> [WHAT TO DO]
When you reach the line containing "let envelope_b = read_envelope(&mut" in the records below, start copying exactly, and stop once you have copied the line containing "let (sub_reader, sub_write)".
|---|
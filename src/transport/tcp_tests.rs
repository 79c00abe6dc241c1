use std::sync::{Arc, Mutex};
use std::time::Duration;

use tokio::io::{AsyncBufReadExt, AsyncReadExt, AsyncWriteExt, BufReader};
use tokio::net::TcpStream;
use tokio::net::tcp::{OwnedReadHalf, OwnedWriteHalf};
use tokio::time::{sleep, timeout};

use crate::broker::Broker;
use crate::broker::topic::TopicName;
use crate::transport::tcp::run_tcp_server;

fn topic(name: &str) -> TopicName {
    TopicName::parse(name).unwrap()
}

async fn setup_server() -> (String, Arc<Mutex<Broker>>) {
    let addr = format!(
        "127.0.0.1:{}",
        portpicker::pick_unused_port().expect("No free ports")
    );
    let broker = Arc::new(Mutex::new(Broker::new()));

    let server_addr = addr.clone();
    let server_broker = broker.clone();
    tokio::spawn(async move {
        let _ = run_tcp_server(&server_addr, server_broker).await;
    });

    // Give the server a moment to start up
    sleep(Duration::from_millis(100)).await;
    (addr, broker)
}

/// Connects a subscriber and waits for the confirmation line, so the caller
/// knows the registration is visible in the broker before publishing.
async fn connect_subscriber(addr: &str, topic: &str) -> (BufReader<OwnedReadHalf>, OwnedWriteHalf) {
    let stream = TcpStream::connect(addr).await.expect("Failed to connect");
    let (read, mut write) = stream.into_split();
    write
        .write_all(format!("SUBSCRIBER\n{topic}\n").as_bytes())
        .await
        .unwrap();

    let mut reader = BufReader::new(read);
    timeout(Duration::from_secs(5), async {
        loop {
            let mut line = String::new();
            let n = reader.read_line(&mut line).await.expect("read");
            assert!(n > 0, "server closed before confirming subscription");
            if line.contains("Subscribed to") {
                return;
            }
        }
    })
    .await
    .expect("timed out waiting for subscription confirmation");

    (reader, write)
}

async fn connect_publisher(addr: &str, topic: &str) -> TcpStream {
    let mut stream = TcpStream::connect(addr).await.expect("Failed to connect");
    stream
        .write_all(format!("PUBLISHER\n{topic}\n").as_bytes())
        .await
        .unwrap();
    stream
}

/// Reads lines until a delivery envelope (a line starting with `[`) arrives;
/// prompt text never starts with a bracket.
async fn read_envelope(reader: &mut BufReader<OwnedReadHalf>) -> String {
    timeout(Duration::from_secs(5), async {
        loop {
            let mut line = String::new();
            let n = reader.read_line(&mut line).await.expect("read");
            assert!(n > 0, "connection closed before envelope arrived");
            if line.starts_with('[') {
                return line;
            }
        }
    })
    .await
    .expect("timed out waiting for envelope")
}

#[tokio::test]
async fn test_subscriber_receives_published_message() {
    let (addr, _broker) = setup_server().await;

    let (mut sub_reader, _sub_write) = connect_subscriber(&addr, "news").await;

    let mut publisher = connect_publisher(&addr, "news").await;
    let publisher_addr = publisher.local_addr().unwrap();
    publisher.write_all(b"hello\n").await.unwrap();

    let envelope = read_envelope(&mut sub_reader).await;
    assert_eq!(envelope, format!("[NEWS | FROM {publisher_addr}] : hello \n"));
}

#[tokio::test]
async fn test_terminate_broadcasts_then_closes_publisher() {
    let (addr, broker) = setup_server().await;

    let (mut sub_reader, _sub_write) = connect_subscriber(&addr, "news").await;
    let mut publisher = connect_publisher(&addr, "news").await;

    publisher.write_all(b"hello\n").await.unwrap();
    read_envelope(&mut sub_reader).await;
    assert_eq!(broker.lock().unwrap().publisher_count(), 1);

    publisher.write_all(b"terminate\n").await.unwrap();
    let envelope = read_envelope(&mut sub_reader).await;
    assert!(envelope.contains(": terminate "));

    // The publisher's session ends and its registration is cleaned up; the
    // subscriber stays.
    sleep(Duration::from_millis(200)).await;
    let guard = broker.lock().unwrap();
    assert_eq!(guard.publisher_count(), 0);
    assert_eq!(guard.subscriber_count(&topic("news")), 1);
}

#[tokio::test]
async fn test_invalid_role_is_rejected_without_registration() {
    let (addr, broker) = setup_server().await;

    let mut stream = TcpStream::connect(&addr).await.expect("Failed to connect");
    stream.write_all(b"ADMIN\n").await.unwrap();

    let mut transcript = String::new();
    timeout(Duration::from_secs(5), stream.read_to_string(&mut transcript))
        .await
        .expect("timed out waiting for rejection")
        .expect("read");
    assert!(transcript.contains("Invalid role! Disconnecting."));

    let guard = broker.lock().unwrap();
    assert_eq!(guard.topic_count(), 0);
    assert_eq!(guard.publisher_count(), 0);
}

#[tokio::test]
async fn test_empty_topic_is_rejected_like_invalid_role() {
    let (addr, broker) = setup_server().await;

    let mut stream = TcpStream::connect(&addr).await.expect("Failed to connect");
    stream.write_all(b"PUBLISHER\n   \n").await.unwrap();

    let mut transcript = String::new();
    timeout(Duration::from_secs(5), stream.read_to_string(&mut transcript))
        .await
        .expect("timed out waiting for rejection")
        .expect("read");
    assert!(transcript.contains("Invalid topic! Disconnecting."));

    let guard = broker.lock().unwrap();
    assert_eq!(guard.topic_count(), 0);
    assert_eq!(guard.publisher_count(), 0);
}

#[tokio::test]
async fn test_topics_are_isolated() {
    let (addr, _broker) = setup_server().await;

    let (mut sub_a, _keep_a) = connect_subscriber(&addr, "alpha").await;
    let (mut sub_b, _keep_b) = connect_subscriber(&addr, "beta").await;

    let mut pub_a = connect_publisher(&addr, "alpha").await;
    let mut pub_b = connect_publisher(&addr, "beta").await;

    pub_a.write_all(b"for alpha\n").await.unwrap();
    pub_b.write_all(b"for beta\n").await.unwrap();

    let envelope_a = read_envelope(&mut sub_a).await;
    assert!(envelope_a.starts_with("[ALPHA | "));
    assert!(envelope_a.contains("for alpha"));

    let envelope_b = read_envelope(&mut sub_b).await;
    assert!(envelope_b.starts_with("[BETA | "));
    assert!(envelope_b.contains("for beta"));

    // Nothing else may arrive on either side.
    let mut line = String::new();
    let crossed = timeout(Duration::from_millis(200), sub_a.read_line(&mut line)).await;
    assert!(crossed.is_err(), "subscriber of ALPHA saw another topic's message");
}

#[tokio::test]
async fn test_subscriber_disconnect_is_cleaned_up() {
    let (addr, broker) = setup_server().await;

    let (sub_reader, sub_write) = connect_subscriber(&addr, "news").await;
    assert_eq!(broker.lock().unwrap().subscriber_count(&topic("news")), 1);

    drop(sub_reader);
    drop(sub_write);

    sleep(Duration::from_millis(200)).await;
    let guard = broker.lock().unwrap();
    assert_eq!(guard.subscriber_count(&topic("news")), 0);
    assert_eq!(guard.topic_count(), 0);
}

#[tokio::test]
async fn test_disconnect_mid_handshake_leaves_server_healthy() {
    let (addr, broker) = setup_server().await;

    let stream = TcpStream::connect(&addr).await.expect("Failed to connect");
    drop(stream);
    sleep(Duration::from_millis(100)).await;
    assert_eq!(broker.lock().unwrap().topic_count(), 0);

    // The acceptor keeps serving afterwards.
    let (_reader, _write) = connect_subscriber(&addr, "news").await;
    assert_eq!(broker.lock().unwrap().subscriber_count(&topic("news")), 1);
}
|---|
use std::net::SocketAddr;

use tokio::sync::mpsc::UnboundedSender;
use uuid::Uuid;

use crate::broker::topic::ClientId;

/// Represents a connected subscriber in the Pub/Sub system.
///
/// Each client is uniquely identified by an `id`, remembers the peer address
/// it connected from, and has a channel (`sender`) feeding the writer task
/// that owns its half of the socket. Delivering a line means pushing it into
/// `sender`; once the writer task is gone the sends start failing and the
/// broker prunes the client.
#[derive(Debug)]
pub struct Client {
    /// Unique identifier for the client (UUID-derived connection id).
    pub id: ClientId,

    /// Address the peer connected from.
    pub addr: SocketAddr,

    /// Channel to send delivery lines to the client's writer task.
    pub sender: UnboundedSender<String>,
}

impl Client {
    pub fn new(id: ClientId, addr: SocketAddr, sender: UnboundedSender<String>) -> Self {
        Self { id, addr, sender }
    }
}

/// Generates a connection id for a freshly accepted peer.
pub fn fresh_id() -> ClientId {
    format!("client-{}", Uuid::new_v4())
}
|---|
> [SOLUTION]
    let envelope_b = read_envelope(&mut sub_b).await;
    assert!(envelope_b.starts_with("[BETA | "));
    assert!(envelope_b.contains("for beta"));

    // Nothing else may arrive on either side.
    let mut line = String::new();
    let crossed = timeout(Duration::from_millis(200), sub_a.read_line(&mut line)).await;
    assert!(crossed.is_err(), "subscriber of ALPHA saw another topic's message");
}

#[tokio::test]
async fn test_subscriber_disconnect_is_cleaned_up() {
    let (addr, broker) = setup_server().await;

    let (sub_reader, sub_write) = connect_subscriber(&addr, "news").await;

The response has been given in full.